Déjà il y a quatre ans la presse britannique faisait écho de cette mode. Mais cette fois la coupe semble pleine pour les Écossais. Car si le tourisme ne représentait en 2018 que 3.3% du PIB écossais le Loch Ness est la troisième destination favorite des touristes dans cette région britannique après le château d’Édimbourg et la cathédrale de Glasgow. Sauf que la quiétude des eaux du loch est maintenant sérieusement remise en question. Et donc la manne financière du touriste lambda qui consomme en achetant peluches, magnets, et autres mugs à l’effigie du charmant Nessie.

Certains jours, principalement des samedis et des dimanches, les rives du célèbre lac regorgent non plus de pêcheurs ou d’amoureux du charme désuet des lieux mais de télé-pilotes amateurs. L’été dernier la police d’Inverness, territorialement compétente, a recensé jusqu’à 60 drones sur un espace d’à peine trois hectares et demi. Ça doit se bousculer dans le ciel. Et tous faisaient la même chose : filmer et photographier la surface de l’eau.
Et bien sûr aucun d’entre-eux n’a d’autorisation pour rechercher la créature. Car rappelons-le en Écosse on ne plaisante pas avec Nessie, seuls les cryptozoologues universitaires peuvent vraiment le chercher. Bon les autres le font aussi mais jamais officiellement.

Pour berner les policiers écossais certains petits malins ont trouvé la parade. Ils font décoller leurs drones depuis les abords du château d’Urquhart situé sur la rive nord du Loch Ness. Ses ruines mondialement célèbres attirent chaque année des dizaines de milliers de touristes. S’ils voient arriver une voiture de police immédiatement ils ramènent leurs drones au-dessus du château fort, prétextant que c’est celui-ci qu’il photographie et non le loch.
Niveau parade gens du coin, dont des militants écologistes, ne sont pas en reste pour demander la restriction des vols d’engins légers. Ils se place sous l’angle ornithologique rappelant que le Loch Ness est une réserve de biodiversité pour les oiseaux et que les drones pourraient les déranger. Et cela semble marcher au Parlement Écossais puisque de nombreux élus ont pris fait et cause dans ce sens.
L’autre piste étudiée est le brouillage systématique des drones. Celui-ci pourrait cependant avoir un effet néfaste sur les smartphones des milliers de tourismes allemands, américains, et français (les trois principales nationalités représentées entre 2010 et 2019 en Écosse) qui photographient le lieu et immortalisent ainsi leur voyage.

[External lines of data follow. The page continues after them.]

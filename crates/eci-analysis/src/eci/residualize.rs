//! Cohort-level residualization against the control condition.

use std::fmt;

use serde::Serialize;

use eci_core::config::{ControlSelectorConfig, EstimatorConfig, ResidualizationMethod};
use eci_core::types::{EciEstimate, EciResult, SequenceMeta};

use super::slope::ols_fit;

/// Picks the control group out of a cohort.
#[derive(Debug, Clone, PartialEq, Eq)]
pub enum ControlSelector {
    /// Sequences whose `control` flag is set.
    Flag,
    /// All sequences from the named model.
    Model(String),
    /// All sequences generated under the named mode.
    Mode(String),
}

impl ControlSelector {
    pub fn from_config(config: &ControlSelectorConfig) -> Self {
        match (&config.model, &config.mode) {
            (Some(model), _) => Self::Model(model.clone()),
            (None, Some(mode)) => Self::Mode(mode.clone()),
            (None, None) => Self::Flag,
        }
    }

    pub fn matches(&self, meta: &SequenceMeta) -> bool {
        match self {
            Self::Flag => meta.control,
            Self::Model(name) => meta.model_name == *name,
            Self::Mode(name) => meta.mode.as_deref() == Some(name.as_str()),
        }
    }
}

impl fmt::Display for ControlSelector {
    fn fmt(&self, f: &mut fmt::Formatter<'_>) -> fmt::Result {
        match self {
            Self::Flag => f.write_str("control flag"),
            Self::Model(name) => write!(f, "model={name}"),
            Self::Mode(name) => write!(f, "mode={name}"),
        }
    }
}

/// The systematic component removed from every `eci_raw`.
///
/// `ControlMean` is the special case `slope = 0`. A cohort without control
/// sequences gets the zero fit with `control_count = 0`, which leaves every
/// `eci_raw` unchanged.
#[derive(Debug, Clone, Copy, PartialEq, Serialize)]
pub struct ControlFit {
    pub method: ResidualizationMethod,
    pub control_count: usize,
    pub intercept: f64,
    pub slope: f64,
}

impl ControlFit {
    /// No control group: residualization is the identity.
    pub fn identity(method: ResidualizationMethod) -> Self {
        Self {
            method,
            control_count: 0,
            intercept: 0.0,
            slope: 0.0,
        }
    }

    pub fn is_identity(&self) -> bool {
        self.control_count == 0
    }

    /// Expected `eci_raw` of a control sequence with `n_tokens` tokens.
    pub fn predict(&self, n_tokens: usize) -> f64 {
        self.intercept + self.slope * n_tokens as f64
    }
}

/// Phase 2: turns a full cohort of estimates into results.
#[derive(Debug, Clone, PartialEq, Eq)]
pub struct Residualizer {
    selector: ControlSelector,
    method: ResidualizationMethod,
}

impl Residualizer {
    pub fn new(selector: ControlSelector, method: ResidualizationMethod) -> Self {
        Self { selector, method }
    }

    pub fn from_config(config: &EstimatorConfig) -> Self {
        Self::new(
            ControlSelector::from_config(&config.control),
            config.effective_residualization(),
        )
    }

    pub fn selector(&self) -> &ControlSelector {
        &self.selector
    }

    pub fn method(&self) -> ResidualizationMethod {
        self.method
    }

    /// Fit the control component on the control subset.
    pub fn fit(&self, estimates: &[EciEstimate]) -> ControlFit {
        let (lengths, values): (Vec<f64>, Vec<f64>) = estimates
            .iter()
            .filter(|e| self.selector.matches(&e.meta))
            .map(|e| (e.n_tokens as f64, e.eci_raw))
            .unzip();

        if values.is_empty() {
            tracing::warn!(
                selector = %self.selector,
                "no control sequences, eci_residualized equals eci_raw"
            );
            return ControlFit::identity(self.method);
        }

        let mean = values.iter().sum::<f64>() / values.len() as f64;
        let mut fit = ControlFit {
            method: self.method,
            control_count: values.len(),
            intercept: mean,
            slope: 0.0,
        };

        if self.method == ResidualizationMethod::LengthAdjusted {
            match ols_fit(&lengths, &values) {
                Some(line) => {
                    fit.intercept = line.intercept;
                    fit.slope = line.slope;
                }
                None => tracing::warn!(
                    control_count = fit.control_count,
                    "control lengths do not vary, falling back to control mean"
                ),
            }
        }
        fit
    }

    /// Consume the cohort's estimates and return residualized results in the
    /// same order, together with the fitted control component.
    pub fn residualize(&self, estimates: Vec<EciEstimate>) -> (Vec<EciResult>, ControlFit) {
        let fit = self.fit(&estimates);
        tracing::info!(
            selector = %self.selector,
            method = ?fit.method,
            control_count = fit.control_count,
            intercept = fit.intercept,
            slope = fit.slope,
            "fitted control component"
        );

        let results = estimates
            .into_iter()
            .map(|estimate| {
                let eci_residualized = estimate.eci_raw - fit.predict(estimate.n_tokens);
                EciResult {
                    estimate,
                    eci_residualized,
                }
            })
            .collect();
        (results, fit)
    }
}

#[cfg(test)]
mod tests {
    use super::*;

    fn estimate(prompt: &str, model: &str, n_tokens: usize, eci_raw: f64) -> EciEstimate {
        EciEstimate {
            meta: SequenceMeta::new(prompt, model),
            n_windows: 4,
            n_tokens,
            eci_raw,
            early_eci_raw: Some(eci_raw),
        }
    }

    #[test]
    fn test_control_mean_centres_control_group() {
        let cohort = vec![
            estimate("p1", "base", 300, -0.01),
            estimate("p2", "base", 300, -0.03),
            estimate("p1", "reasoning", 300, -0.05),
        ];
        let residualizer = Residualizer::new(
            ControlSelector::Model("base".into()),
            ResidualizationMethod::ControlMean,
        );
        let (results, fit) = residualizer.residualize(cohort);

        assert_eq!(fit.control_count, 2);
        assert!((fit.intercept + 0.02).abs() < 1e-12);
        let control_mean = (results[0].eci_residualized + results[1].eci_residualized) / 2.0;
        assert!(control_mean.abs() < 1e-12);
        assert!((results[2].eci_residualized + 0.03).abs() < 1e-12);
        assert_eq!(results[2].prompt_id(), "p1");
    }

    #[test]
    fn test_length_adjusted_removes_length_trend() {
        // Control eci_raw = 0.001 - 0.0001 * n_tokens exactly.
        let cohort: Vec<EciEstimate> = [100, 200, 300, 400]
            .iter()
            .enumerate()
            .map(|(i, &n)| estimate(&format!("p{i}"), "base", n, 0.001 - 0.0001 * n as f64))
            .chain(std::iter::once(estimate("q", "other", 200, 0.0)))
            .collect();
        let residualizer = Residualizer::new(
            ControlSelector::Model("base".into()),
            ResidualizationMethod::LengthAdjusted,
        );
        let (results, fit) = residualizer.residualize(cohort);

        assert!((fit.slope + 0.0001).abs() < 1e-12);
        for result in &results[..4] {
            assert!(result.eci_residualized.abs() < 1e-12);
        }
        assert!((results[4].eci_residualized - 0.019).abs() < 1e-12);
    }

    #[test]
    fn test_length_adjusted_constant_lengths_falls_back_to_mean() {
        let cohort = vec![
            estimate("p1", "base", 256, 0.2),
            estimate("p2", "base", 256, 0.4),
        ];
        let residualizer = Residualizer::new(
            ControlSelector::Model("base".into()),
            ResidualizationMethod::LengthAdjusted,
        );
        let fit = residualizer.fit(&cohort);
        assert_eq!(fit.slope, 0.0);
        assert!((fit.intercept - 0.3).abs() < 1e-12);
    }

    #[test]
    fn test_empty_control_group_is_identity() {
        let cohort = vec![
            estimate("p1", "reasoning", 300, -0.05),
            estimate("p2", "reasoning", 400, 0.01),
        ];
        for method in [
            ResidualizationMethod::ControlMean,
            ResidualizationMethod::LengthAdjusted,
        ] {
            let (results, fit) =
                Residualizer::new(ControlSelector::Flag, method).residualize(cohort.clone());
            assert!(fit.is_identity());
            assert_eq!(fit.method, method);
            for result in &results {
                assert_eq!(result.eci_residualized, result.eci_raw());
            }
        }
    }

    #[test]
    fn test_selector_variants() {
        let meta = SequenceMeta::new("p", "m").with_control(true).with_mode("greedy");
        assert!(ControlSelector::Flag.matches(&meta));
        assert!(ControlSelector::Model("m".into()).matches(&meta));
        assert!(ControlSelector::Mode("greedy".into()).matches(&meta));
        assert!(!ControlSelector::Mode("sample".into()).matches(&meta));

        let config = ControlSelectorConfig {
            model: None,
            mode: Some("greedy".into()),
        };
        assert_eq!(
            ControlSelector::from_config(&config),
            ControlSelector::Mode("greedy".into())
        );
    }
}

C’est donc bien un problème insondable auquel semble désormais soumis l’Écosse. La seule restriction connue à ce jour sur le Loch Ness concerne le survol des bateaux de balade touristique. Il est strictement interdit pour des raisons de sécurité.
En attendant celui qui doit bien se fendre la poire dans cette histoire, c’est ce bon vieux Nessie.

Photo © photothèque du Sénat.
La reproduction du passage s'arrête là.